▸ Task to complete
The required answer is every line of the data containing the word "Unified".

▸ Provided material
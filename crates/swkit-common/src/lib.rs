//! # SWKit Common
//!
//! Shared error type, logging setup and timeout helpers for the SWKit
//! request-interception layer.
//!
//! ## Features
//!
//! - Unified error type with backtrace support for internal faults
//! - Logging configuration on top of `tracing-subscriber`
//! - Timeout wrapper for network and install operations
//! - `ResultExt::context` for wrapping foreign errors

use std::time::Duration;
use thiserror::Error;

pub mod logging;
pub mod timeout;

pub use logging::{init_logging, LogConfig, LogFormat};
pub use timeout::with_timeout;

/// Unified error type for SWKit.
#[derive(Error, Debug)]
pub enum SwKitError {
    /// Network-related errors.
    #[error("Network error: {message}")]
    Network {
        message: String,
        #[source]
        source: Option<Box<dyn std::error::Error + Send + Sync>>,
    },

    /// Cache storage errors.
    #[error("Storage error: {message}")]
    Storage {
        message: String,
        #[source]
        source: Option<Box<dyn std::error::Error + Send + Sync>>,
    },

    /// Worker lifecycle errors (install/activate).
    #[error("Lifecycle error: {message}")]
    Lifecycle {
        message: String,
        #[source]
        source: Option<Box<dyn std::error::Error + Send + Sync>>,
    },

    /// Configuration errors.
    #[error("Config error: {message}")]
    Config {
        message: String,
        #[source]
        source: Option<Box<dyn std::error::Error + Send + Sync>>,
    },

    /// I/O errors.
    #[error("IO error: {0}")]
    Io(#[from] std::io::Error),

    /// Timeout errors.
    #[error("Operation timed out after {0:?}")]
    Timeout(Duration),

    /// Resource not found.
    #[error("Resource not found: {0}")]
    NotFound(String),

    /// Internal error (unexpected).
    #[error("Internal error: {message}")]
    Internal {
        message: String,
        backtrace: Option<backtrace::Backtrace>,
    },
}

impl SwKitError {
    /// Create a network error with source.
    pub fn network_with_source<E: std::error::Error + Send + Sync + 'static>(
        message: impl Into<String>,
        source: E,
    ) -> Self {
        Self::Network {
            message: message.into(),
            source: Some(Box::new(source)),
        }
    }

    /// Create a storage error.
    pub fn storage(message: impl Into<String>) -> Self {
        Self::Storage {
            message: message.into(),
            source: None,
        }
    }

    /// Create a lifecycle error.
    pub fn lifecycle(message: impl Into<String>) -> Self {
        Self::Lifecycle {
            message: message.into(),
            source: None,
        }
    }

    /// Create a config error.
    pub fn config(message: impl Into<String>) -> Self {
        Self::Config {
            message: message.into(),
            source: None,
        }
    }

    /// Create a config error with source.
    pub fn config_with_source<E: std::error::Error + Send + Sync + 'static>(
        message: impl Into<String>,
        source: E,
    ) -> Self {
        Self::Config {
            message: message.into(),
            source: Some(Box::new(source)),
        }
    }

    /// Whether the failure is transient (the next request may succeed).
    ///
    /// Nothing in SWKit retries on its own; callers use this to decide
    /// whether falling back to a cached copy makes sense.
    pub fn is_transient(&self) -> bool {
        matches!(
            self,
            SwKitError::Network { .. } | SwKitError::Timeout(_) | SwKitError::Io(_)
        )
    }

    /// Get the error category for log fields.
    pub fn category(&self) -> &'static str {
        match self {
            SwKitError::Network { .. } => "network",
            SwKitError::Storage { .. } => "storage",
            SwKitError::Lifecycle { .. } => "lifecycle",
            SwKitError::Config { .. } => "config",
            SwKitError::Io(_) => "io",
            SwKitError::Timeout(_) => "timeout",
            SwKitError::NotFound(_) => "not_found",
            SwKitError::Internal { .. } => "internal",
        }
    }
}

/// Result type alias for SWKit operations.
pub type Result<T> = std::result::Result<T, SwKitError>;

/// Extension trait for Result.
pub trait ResultExt<T> {
    /// Add context to an error.
    fn context(self, message: impl Into<String>) -> Result<T>;
}

impl<T, E: std::error::Error + Send + Sync + 'static> ResultExt<T> for std::result::Result<T, E> {
    fn context(self, message: impl Into<String>) -> Result<T> {
        self.map_err(|e| SwKitError::Internal {
            message: format!("{}: {}", message.into(), e),
            backtrace: Some(backtrace::Backtrace::new()),
        })
    }
}

#[cfg(test)]
mod tests {
    use super::*;

    fn refused() -> SwKitError {
        let io = std::io::Error::new(std::io::ErrorKind::ConnectionRefused, "refused");
        SwKitError::network_with_source("fetch failed", io)
    }

    #[test]
    fn test_error_categories() {
        assert_eq!(SwKitError::storage("full").category(), "storage");
        assert_eq!(refused().category(), "network");
        assert_eq!(
            SwKitError::Timeout(Duration::from_secs(1)).category(),
            "timeout"
        );
    }

    #[test]
    fn test_transient() {
        assert!(refused().is_transient());
        assert!(SwKitError::Timeout(Duration::from_secs(1)).is_transient());
        assert!(!SwKitError::config("bad json").is_transient());
        assert!(!SwKitError::lifecycle("install failed").is_transient());
    }

    #[test]
    fn test_context_wraps_message() {
        let err: std::result::Result<(), std::io::Error> = Err(std::io::Error::new(
            std::io::ErrorKind::NotFound,
            "missing",
        ));
        let wrapped = err.context("reading cache index").unwrap_err();
        assert_eq!(wrapped.category(), "internal");
        assert!(wrapped.to_string().contains("reading cache index: missing"));
    }
}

▸ Reply
//! - Unified error type with backtrace support for internal faults
/// Unified error type for SWKit.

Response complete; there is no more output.